Wonderful Drives!!!!

Seagate Desktop HDD ST3000DM001 3TB 64MB Cache SATA 6.0Gb/s 3.5" Internal Hard Drive Bare Drive
Seagate Desktop HDD ST3000DM001 3TB 64MB Cache SATA 6.0Gb/s 3.5" Internal Hard Drive Bare Drive

Pros: 1) Big... but I still wish they were bigger (See other thoughts #4) 2) Fast... I have 2 of these in RAID1 for storage and backups, and 2 SSDs in RAID0 for system drive. Transferring files between them I am getting a consistent sequential read/write speed up near 250+MB/s.
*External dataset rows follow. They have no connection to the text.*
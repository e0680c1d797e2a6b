//! Dynamic access grants.
//!
//! Every schema-defined type and every relationship endpoint owns a fixed set
//! of companion grant records. The synchronizer creates them when a type or
//! relationship appears and removes them, and only them, when it goes away.

mod error;
mod sled_store;
mod store;
mod sync;

pub use error::{GrantError, GrantResult};
pub use sled_store::SledGrantStore;
pub use store::{AccessGrant, GrantStore, MemoryGrantStore};
pub use sync::{companion_signatures, GrantSynchronizer, SyncReport};
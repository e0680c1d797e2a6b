//! Schema data model.
//!
//! The catalog holds the definitions stored in the schema graph: types,
//! relationships, properties, views and methods, plus consistent snapshots
//! of all of them.

pub mod naming;
mod method;
mod property;
mod relation;
mod snapshot;
mod type_def;
mod types;
mod view;

pub use method::{MethodDef, Parameter};
pub use property::PropertyDef;
pub use relation::{first_free_suffix, CascadeDelete, Direction, Multiplicity, RelationshipDef};
pub use snapshot::{current_timestamp, SchemaDocument, SchemaSnapshot, TypeDocument};
pub use type_def::{
    clean_type_name, collect_contracts, SortDirection, TypeDef, BASE_TYPE, RESERVED_TYPE_NAMES,
};
pub use types::{PropertyType, ValueType};
pub use view::{SortPolicy, ViewDef, ALPHABETIC_SORT, CUSTOM_VIEW};
use crate::analytics::{dashboard_summary, records_assigned_to, ASSIGNEE_COLUMN};
use crate::config::EngineConfig;
use crate::db::Database;
use crate::directory::{StaticUserDirectory, UserDirectory};
use crate::errors::{AppError, AppResult};
use crate::importer;
use crate::models::{
    AddFieldPayload, Capability, CreateModulePayload, DashboardSummary, EngineSettings, ImportOptions, ImportReport,
    MigrationOutcome, ModuleRecord, Record, SaveMode, TableSchema, TransitionOutcome, TransitionRequest, UserProfile,
};
use crate::policy::PolicyEngine;
use crate::transitions;
use serde_json::Value;
use std::sync::Arc;

/// Entry point for UI actions. Every call names the acting user and is checked
/// against the directory before it reaches storage.
pub struct OpsEngine {
    db: Arc<Database>,
    policy: PolicyEngine,
    directory: Arc<dyn UserDirectory>,
}

impl OpsEngine {
    pub fn new(db: Arc<Database>, directory: Arc<dyn UserDirectory>) -> Self {
        Self {
            db,
            policy: PolicyEngine::new(),
            directory,
        }
    }

    pub fn open(config: &EngineConfig) -> AppResult<Self> {
        let db = Database::new(&config.database_path)?;
        let directory = StaticUserDirectory::new(config.users.clone());
        tracing::info!(users = config.users.len(), "engine opened");
        Ok(Self::new(Arc::new(db), Arc::new(directory)))
    }

    pub fn database(&self) -> &Database {
        &self.db
    }

    fn authorize(&self, actor: &str, capability: Capability) -> AppResult<UserProfile> {
        let user = self.directory.lookup(actor).ok_or_else(|| {
            tracing::warn!(actor = %actor, capability = capability.as_str(), "unknown user");
            AppError::Policy(format!("Unknown user '{}'", actor))
        })?;
        let granted = self.directory.has_capability(&user, capability);
        if !granted {
            tracing::warn!(actor = %actor, capability = capability.as_str(), "capability denied");
        }
        self.policy.require_capability(&user, granted, capability)?;
        Ok(user)
    }

    pub fn create_module(&self, actor: &str, payload: &CreateModulePayload) -> AppResult<ModuleRecord> {
        self.authorize(actor, Capability::ManageModules)?;
        self.db.create_module(payload)
    }

    pub fn add_field(&self, actor: &str, payload: &AddFieldPayload) -> AppResult<MigrationOutcome> {
        self.authorize(actor, Capability::ManageModules)?;
        self.db.add_field(&payload.storage_id, &payload.field)
    }

    pub fn list_modules(&self, actor: &str) -> AppResult<Vec<ModuleRecord>> {
        self.authorize(actor, Capability::ViewRecords)?;
        self.db.list_modules()
    }

    pub fn get_schema(&self, actor: &str, storage_id: &str) -> AppResult<TableSchema> {
        self.authorize(actor, Capability::ViewRecords)?;
        self.db.get_schema(storage_id)
    }

    pub fn save_record(&self, actor: &str, storage_id: &str, data: Record, mode: SaveMode) -> AppResult<Record> {
        self.authorize(actor, Capability::EditRecords)?;
        self.db.save_record(storage_id, data, mode)
    }

    pub fn list_records(&self, actor: &str, storage_id: &str) -> AppResult<Vec<Record>> {
        self.authorize(actor, Capability::ViewRecords)?;
        self.db.list_records(storage_id)
    }

    pub fn get_record(&self, actor: &str, storage_id: &str, id: &str) -> AppResult<Option<Record>> {
        self.authorize(actor, Capability::ViewRecords)?;
        self.db.get_record(storage_id, id)
    }

    /// Rows whose assignee is the actor's display name.
    pub fn my_records(&self, actor: &str, storage_id: &str) -> AppResult<Vec<Record>> {
        let user = self.authorize(actor, Capability::ViewRecords)?;
        let records = self.db.list_records(storage_id)?;
        Ok(records_assigned_to(&records, ASSIGNEE_COLUMN, &user.display_name))
    }

    pub fn members(&self, actor: &str) -> AppResult<Vec<UserProfile>> {
        self.authorize(actor, Capability::ViewRecords)?;
        Ok(self.directory.members())
    }

    pub fn import_csv(&self, actor: &str, storage_id: &str, text: &str, options: &ImportOptions) -> AppResult<ImportReport> {
        self.authorize(actor, Capability::ImportExport)?;
        importer::import_csv(&self.db, storage_id, text, options)
    }

    pub fn import_rows(
        &self,
        actor: &str,
        storage_id: &str,
        rows: Vec<Record>,
        options: &ImportOptions,
    ) -> AppResult<ImportReport> {
        self.authorize(actor, Capability::ImportExport)?;
        importer::import_rows(&self.db, storage_id, rows, options)
    }

    pub fn export_csv(&self, actor: &str, storage_id: &str) -> AppResult<String> {
        self.authorize(actor, Capability::ImportExport)?;
        importer::export_csv(&self.db, storage_id)
    }

    /// Users who cannot edit records may only move work assigned to them.
    pub fn transition_status(
        &self,
        actor: &str,
        storage_id: &str,
        record_id: &str,
        request: &TransitionRequest,
    ) -> AppResult<TransitionOutcome> {
        let user = self.authorize(actor, Capability::TransitionStatus)?;
        if !self.directory.has_capability(&user, Capability::EditRecords) {
            let record = self
                .db
                .get_record(storage_id, record_id)?
                .ok_or_else(|| AppError::NotFound(format!("Record '{}' not found in '{}'", record_id, storage_id)))?;
            let assignee = record.get(ASSIGNEE_COLUMN).and_then(Value::as_str).map(str::trim);
            if assignee != Some(user.display_name.trim()) {
                return Err(AppError::Policy(format!(
                    "User '{}' may only update records assigned to them",
                    user.username
                )));
            }
        }
        transitions::transition_status(&self.db, storage_id, record_id, request)
    }

    pub fn dashboard_summary(&self, actor: &str, storage_id: &str) -> AppResult<DashboardSummary> {
        self.authorize(actor, Capability::ViewRecords)?;
        let records = self.db.list_records(storage_id)?;
        Ok(dashboard_summary(&records))
    }

    pub fn get_settings(&self, actor: &str) -> AppResult<EngineSettings> {
        self.authorize(actor, Capability::ViewRecords)?;
        self.db.get_settings()
    }

    pub fn update_settings(&self, actor: &str, update: Value) -> AppResult<EngineSettings> {
        self.authorize(actor, Capability::ManageModules)?;
        self.db.update_settings(update)
    }
}
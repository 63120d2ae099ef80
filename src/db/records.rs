use super::tables::read_schema;
use super::{read_settings, Database};
use crate::errors::{AppError, AppResult};
use crate::models::{ColumnInfo, FieldType, Record, SaveMode, TableSchema, TaskStatus, ID_COLUMN, STATUS_COLUMN};
use crate::otd::apply_derived_fields;
use crate::policy::quote_identifier;
use rusqlite::types::{Value as SqlValue, ValueRef};
use rusqlite::{params, Connection, OptionalExtension};
use serde_json::Value;
use uuid::Uuid;

impl Database {
    /// Schema-checked full-row write. Keys outside the live schema are dropped;
    /// on update every column not supplied is written as NULL.
    pub fn save_record(&self, storage_id: &str, data: Record, mode: SaveMode) -> AppResult<Record> {
        let conn = self.lock()?;
        let schema = read_schema(&conn, storage_id)?;
        let settings = read_settings(&conn)?;

        let mut record = filter_to_schema(&schema, data);
        let id = match (mode, record_id(&record)) {
            (SaveMode::Create, Some(id)) => id,
            (SaveMode::Create, None) => new_record_id(),
            (SaveMode::Update, Some(id)) => id,
            (SaveMode::Update, None) => {
                return Err(AppError::Validation(
                    "An id is required to update a record".to_string(),
                ))
            }
        };
        record.insert(ID_COLUMN.to_string(), Value::String(id.clone()));
        apply_derived_fields(&mut record, &schema, &settings.derived_rules());
        let values = bind_values(&schema, &record)?;

        match mode {
            SaveMode::Create => {
                if row_exists(&conn, storage_id, &id)? {
                    return Err(AppError::Conflict(format!(
                        "Record '{}' already exists in '{}'",
                        id, storage_id
                    )));
                }
                conn.execute(&insert_sql("INSERT", &schema), rusqlite::params_from_iter(values))?;
            }
            SaveMode::Update => {
                let updated = conn.execute(&update_sql(&schema), rusqlite::params_from_iter(values))?;
                if updated == 0 {
                    return Err(AppError::NotFound(format!(
                        "Record '{}' not found in '{}'",
                        id, storage_id
                    )));
                }
            }
        }

        tracing::debug!(storage_id = %storage_id, record_id = %id, mode = ?mode, "record saved");
        fetch_record(&conn, &schema, &id)?
            .ok_or_else(|| AppError::Internal(format!("Record '{}' vanished after write", id)))
    }

    /// Every row of the module, in insertion order. Filtering is the caller's job.
    pub fn list_records(&self, storage_id: &str) -> AppResult<Vec<Record>> {
        let conn = self.lock()?;
        let schema = read_schema(&conn, storage_id)?;
        fetch_all(&conn, &schema)
    }

    pub fn get_record(&self, storage_id: &str, id: &str) -> AppResult<Option<Record>> {
        let conn = self.lock()?;
        let schema = read_schema(&conn, storage_id)?;
        fetch_record(&conn, &schema, id)
    }

    /// Writes only the status column; derived columns are not touched.
    pub fn update_status(&self, storage_id: &str, id: &str, status: TaskStatus) -> AppResult<()> {
        let conn = self.lock()?;
        let schema = read_schema(&conn, storage_id)?;
        if !schema.has_column(STATUS_COLUMN) {
            return Err(AppError::Validation(format!(
                "Module '{}' has no status field",
                storage_id
            )));
        }

        let sql = format!(
            "UPDATE {} SET {} = ?1 WHERE {} = ?2",
            quote_identifier(storage_id),
            quote_identifier(STATUS_COLUMN),
            quote_identifier(ID_COLUMN)
        );
        let updated = conn.execute(&sql, params![status.as_str(), id])?;
        if updated == 0 {
            return Err(AppError::NotFound(format!(
                "Record '{}' not found in '{}'",
                id, storage_id
            )));
        }
        Ok(())
    }
}

fn filter_to_schema(schema: &TableSchema, data: Record) -> Record {
    let mut record = Record::new();
    let mut dropped = Vec::new();
    for (key, value) in data {
        if schema.has_column(&key) {
            record.insert(key, value);
        } else {
            dropped.push(key);
        }
    }
    if !dropped.is_empty() {
        tracing::debug!(storage_id = %schema.storage_id, dropped = ?dropped, "ignored fields outside the module schema");
    }
    record
}

pub(crate) fn is_blank(value: Option<&Value>) -> bool {
    match value {
        None | Some(Value::Null) => true,
        Some(Value::String(text)) => text.trim().is_empty(),
        Some(_) => false,
    }
}

fn record_id(record: &Record) -> Option<String> {
    let value = record.get(ID_COLUMN);
    if is_blank(value) {
        return None;
    }
    match value {
        Some(Value::String(text)) => Some(text.trim().to_string()),
        Some(other) => Some(value_to_text(other)),
        None => None,
    }
}

pub(crate) fn new_record_id() -> String {
    Uuid::new_v4().to_string()
}

fn value_to_text(value: &Value) -> String {
    match value {
        Value::String(text) => text.clone(),
        other => other.to_string(),
    }
}

/// Values in schema column order, coerced to each column's type. Missing keys bind NULL.
pub(crate) fn bind_values(schema: &TableSchema, record: &Record) -> AppResult<Vec<SqlValue>> {
    schema
        .columns
        .iter()
        .map(|column| to_sql_value(column, record.get(&column.name)))
        .collect()
}

fn to_sql_value(column: &ColumnInfo, value: Option<&Value>) -> AppResult<SqlValue> {
    let Some(value) = value else {
        return Ok(SqlValue::Null);
    };
    if value.is_null() {
        return Ok(SqlValue::Null);
    }

    if column.field_type == FieldType::Integer && !column.primary_key {
        return match value {
            Value::Number(number) => number.as_i64().map(SqlValue::Integer).ok_or_else(|| {
                AppError::Validation(format!("Field '{}' expects an integer, got {}", column.name, number))
            }),
            Value::Bool(flag) => Ok(SqlValue::Integer(i64::from(*flag))),
            Value::String(text) if text.trim().is_empty() => Ok(SqlValue::Null),
            Value::String(text) => text.trim().parse::<i64>().map(SqlValue::Integer).map_err(|_| {
                AppError::Validation(format!("Field '{}' expects an integer, got '{}'", column.name, text))
            }),
            other => Err(AppError::Validation(format!(
                "Field '{}' expects an integer, got {}",
                column.name, other
            ))),
        };
    }

    Ok(SqlValue::Text(value_to_text(value)))
}

fn from_value_ref(value: ValueRef<'_>) -> Value {
    match value {
        ValueRef::Null => Value::Null,
        ValueRef::Integer(number) => Value::from(number),
        ValueRef::Real(number) => serde_json::Number::from_f64(number)
            .map(Value::Number)
            .unwrap_or(Value::Null),
        ValueRef::Text(bytes) | ValueRef::Blob(bytes) => Value::String(String::from_utf8_lossy(bytes).into_owned()),
    }
}

fn select_sql(schema: &TableSchema) -> String {
    let columns = schema
        .columns
        .iter()
        .map(|column| quote_identifier(&column.name))
        .collect::<Vec<_>>()
        .join(", ");
    format!("SELECT {} FROM {}", columns, quote_identifier(&schema.storage_id))
}

fn insert_sql(verb: &str, schema: &TableSchema) -> String {
    let columns = schema
        .columns
        .iter()
        .map(|column| quote_identifier(&column.name))
        .collect::<Vec<_>>()
        .join(", ");
    let placeholders = (1..=schema.columns.len())
        .map(|index| format!("?{}", index))
        .collect::<Vec<_>>()
        .join(", ");
    format!(
        "{} INTO {} ({}) VALUES ({})",
        verb,
        quote_identifier(&schema.storage_id),
        columns,
        placeholders
    )
}

/// Binds the same values as `bind_values`; the id parameter doubles as the key.
fn update_sql(schema: &TableSchema) -> String {
    let assignments = schema
        .columns
        .iter()
        .enumerate()
        .map(|(index, column)| format!("{} = ?{}", quote_identifier(&column.name), index + 1))
        .collect::<Vec<_>>()
        .join(", ");
    let id_position = schema
        .columns
        .iter()
        .position(|column| column.name == ID_COLUMN)
        .map(|index| index + 1)
        .unwrap_or(1);
    format!(
        "UPDATE {} SET {} WHERE {} = ?{}",
        quote_identifier(&schema.storage_id),
        assignments,
        quote_identifier(ID_COLUMN),
        id_position
    )
}

fn map_row(schema: &TableSchema, row: &rusqlite::Row<'_>) -> rusqlite::Result<Record> {
    let mut record = Record::new();
    for (index, column) in schema.columns.iter().enumerate() {
        record.insert(column.name.clone(), from_value_ref(row.get_ref(index)?));
    }
    Ok(record)
}

pub(crate) fn fetch_all(conn: &Connection, schema: &TableSchema) -> AppResult<Vec<Record>> {
    let mut statement = conn.prepare(&format!("{} ORDER BY rowid ASC", select_sql(schema)))?;
    let rows = statement
        .query_map([], |row| map_row(schema, row))?
        .collect::<Result<Vec<_>, _>>()?;
    Ok(rows)
}

pub(crate) fn fetch_record(conn: &Connection, schema: &TableSchema, id: &str) -> AppResult<Option<Record>> {
    conn.query_row(
        &format!("{} WHERE {} = ?1", select_sql(schema), quote_identifier(ID_COLUMN)),
        [id],
        |row| map_row(schema, row),
    )
    .optional()
    .map_err(AppError::from)
}

pub(crate) fn row_exists(conn: &Connection, storage_id: &str, id: &str) -> AppResult<bool> {
    let count: i64 = conn.query_row(
        &format!(
            "SELECT COUNT(1) FROM {} WHERE {} = ?1",
            quote_identifier(storage_id),
            quote_identifier(ID_COLUMN)
        ),
        [id],
        |row| row.get(0),
    )?;
    Ok(count > 0)
}

/// First id whose `column` equals `value`. `column` must come from the live schema.
pub(crate) fn find_id_by_column(conn: &Connection, schema: &TableSchema, column: &str, value: &str) -> AppResult<Option<String>> {
    if !schema.has_column(column) {
        return Err(AppError::Validation(format!(
            "Field '{}' does not exist on '{}'",
            column, schema.storage_id
        )));
    }
    conn.query_row(
        &format!(
            "SELECT {} FROM {} WHERE {} = ?1 ORDER BY rowid ASC LIMIT 1",
            quote_identifier(ID_COLUMN),
            quote_identifier(&schema.storage_id),
            quote_identifier(column)
        ),
        [value],
        |row| row.get::<_, String>(0),
    )
    .optional()
    .map_err(AppError::from)
}

/// Insert, replacing any row with the same id. Returns true when a row was replaced.
pub(crate) fn upsert_row(conn: &Connection, schema: &TableSchema, id: &str, values: Vec<SqlValue>) -> AppResult<bool> {
    let replaced = row_exists(conn, &schema.storage_id, id)?;
    conn.execute(&insert_sql("INSERT OR REPLACE", schema), rusqlite::params_from_iter(values))?;
    Ok(replaced)
}
use crate::errors::{AppError, AppResult};
use crate::models::{Capability, CreateModulePayload, DerivedFieldRule, FieldDefinition, UserProfile, ID_COLUMN, STATUS_COLUMN};
use once_cell::sync::Lazy;
use regex::Regex;
use std::collections::BTreeSet;

static IDENTIFIER_PATTERN: Lazy<Regex> =
    Lazy::new(|| Regex::new(r"^[a-z][a-z0-9_]{0,62}$").expect("valid regex"));

const MAX_DISPLAY_NAME_CHARS: usize = 80;
const MAX_DESCRIPTION_CHARS: usize = 500;
const MAX_FIELDS_PER_MODULE: usize = 64;

pub const REGISTRY_TABLE: &str = "modules";
pub const SETTINGS_TABLE: &str = "settings";

#[derive(Debug, Clone)]
pub struct PolicyEngine {
    reserved_tables: BTreeSet<String>,
    reserved_fields: BTreeSet<String>,
}

impl Default for PolicyEngine {
    fn default() -> Self {
        Self::new()
    }
}

impl PolicyEngine {
    pub fn new() -> Self {
        let reserved_tables = [REGISTRY_TABLE, SETTINGS_TABLE]
            .into_iter()
            .map(ToString::to_string)
            .collect();

        let reserved_fields = [ID_COLUMN, "rowid", "oid", "_rowid_"]
            .into_iter()
            .map(ToString::to_string)
            .collect();

        Self {
            reserved_tables,
            reserved_fields,
        }
    }

    /// Storage identifiers end up in DDL, so only the allowlisted shape passes.
    pub fn validate_storage_id(&self, storage_id: &str) -> AppResult<()> {
        validate_identifier(storage_id, "storage id")?;
        if storage_id.starts_with("sqlite_") || self.reserved_tables.contains(storage_id) {
            return Err(AppError::Validation(format!(
                "Storage id '{}' is reserved",
                storage_id
            )));
        }
        Ok(())
    }

    pub fn validate_field(&self, field: &FieldDefinition) -> AppResult<()> {
        validate_identifier(&field.name, "field name")?;
        if self.reserved_fields.contains(field.name.as_str()) {
            return Err(AppError::Validation(format!(
                "Field name '{}' is reserved",
                field.name
            )));
        }
        Ok(())
    }

    pub fn validate_create_module(&self, payload: &CreateModulePayload) -> AppResult<()> {
        self.validate_storage_id(&payload.storage_id)?;

        let display_name = payload.display_name.trim();
        if display_name.is_empty() {
            return Err(AppError::Validation("Module display name is required".to_string()));
        }
        if display_name.chars().count() > MAX_DISPLAY_NAME_CHARS {
            return Err(AppError::Validation(format!(
                "Module display name exceeds {} characters",
                MAX_DISPLAY_NAME_CHARS
            )));
        }
        if let Some(description) = &payload.description {
            if description.chars().count() > MAX_DESCRIPTION_CHARS {
                return Err(AppError::Validation(format!(
                    "Module description exceeds {} characters",
                    MAX_DESCRIPTION_CHARS
                )));
            }
        }

        if payload.fields.len() > MAX_FIELDS_PER_MODULE {
            return Err(AppError::Validation(format!(
                "A module may declare at most {} fields",
                MAX_FIELDS_PER_MODULE
            )));
        }

        let mut seen = BTreeSet::new();
        for field in &payload.fields {
            self.validate_field(field)?;
            if !seen.insert(field.name.as_str()) {
                return Err(AppError::Validation(format!(
                    "Field '{}' is declared more than once",
                    field.name
                )));
            }
        }
        Ok(())
    }

    /// Checks the full rule set a save will run. Targets are overwritten on every
    /// write, so they may not be keys, the status, another rule's input or
    /// claimed by two rules.
    pub fn validate_derived_rules(&self, rules: &[DerivedFieldRule]) -> AppResult<()> {
        let mut inputs = BTreeSet::new();
        for rule in rules {
            validate_identifier(&rule.target, "derived field")?;
            validate_identifier(&rule.commitment, "commitment field")?;
            validate_identifier(&rule.actual, "actual field")?;
            inputs.insert(rule.commitment.as_str());
            inputs.insert(rule.actual.as_str());
        }

        let mut targets = BTreeSet::new();
        for rule in rules {
            let target = rule.target.as_str();
            if target == STATUS_COLUMN || self.reserved_fields.contains(target) {
                return Err(AppError::Validation(format!(
                    "Field '{}' cannot be a derived field",
                    target
                )));
            }
            if inputs.contains(target) {
                return Err(AppError::Validation(format!(
                    "Field '{}' is a date input and cannot be a derived field",
                    target
                )));
            }
            if !targets.insert(target) {
                return Err(AppError::Validation(format!(
                    "Derived field '{}' is declared more than once",
                    target
                )));
            }
        }
        Ok(())
    }

    pub fn require_capability(&self, user: &UserProfile, granted: bool, capability: Capability) -> AppResult<()> {
        if granted {
            return Ok(());
        }
        Err(AppError::Policy(format!(
            "User '{}' lacks the '{}' capability",
            user.username,
            capability.as_str()
        )))
    }
}

fn validate_identifier(raw: &str, label: &str) -> AppResult<()> {
    if IDENTIFIER_PATTERN.is_match(raw) {
        return Ok(());
    }
    Err(AppError::Validation(format!(
        "Invalid {} '{}': use 1-63 lowercase letters, digits or underscores, starting with a letter",
        label, raw
    )))
}

/// Double-quotes an identifier for SQL. Callers validate first; the escaping
/// keeps the statement well-formed for introspected names too.
pub fn quote_identifier(raw: &str) -> String {
    format!("\"{}\"", raw.replace('"', "\"\""))
}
When I had a bare drive I was getting 220MB/s, so if you RAID1 them with an actual RAID controller rather than the Intel RAID that I am using you ought to be able to hit reads up near 400MB/s and writes at ~200MB/s. Considering the RAID1 it replaced only ever got 80MB/s on a good day before they started having issues I am blown away! 3) Quiet... And I am a stickler for sound. I have nice 800RPM 140mm case fans and I cannot hear the HDDs above them with the exception of some light read/write head noise which is no big deal. I have bought a ton of drives over the years, but over the last 5 years they have been drives for other people, and as I did not live with them I did not appreciate just how nice and quiet they have gotten the last few years. 4) Cool... Not that it matters that much, but these drives run just barely warm to the touch. Being in RAID I cannot get an actual temp, but these are by far some of the coolest mechanical drives I have ever owned.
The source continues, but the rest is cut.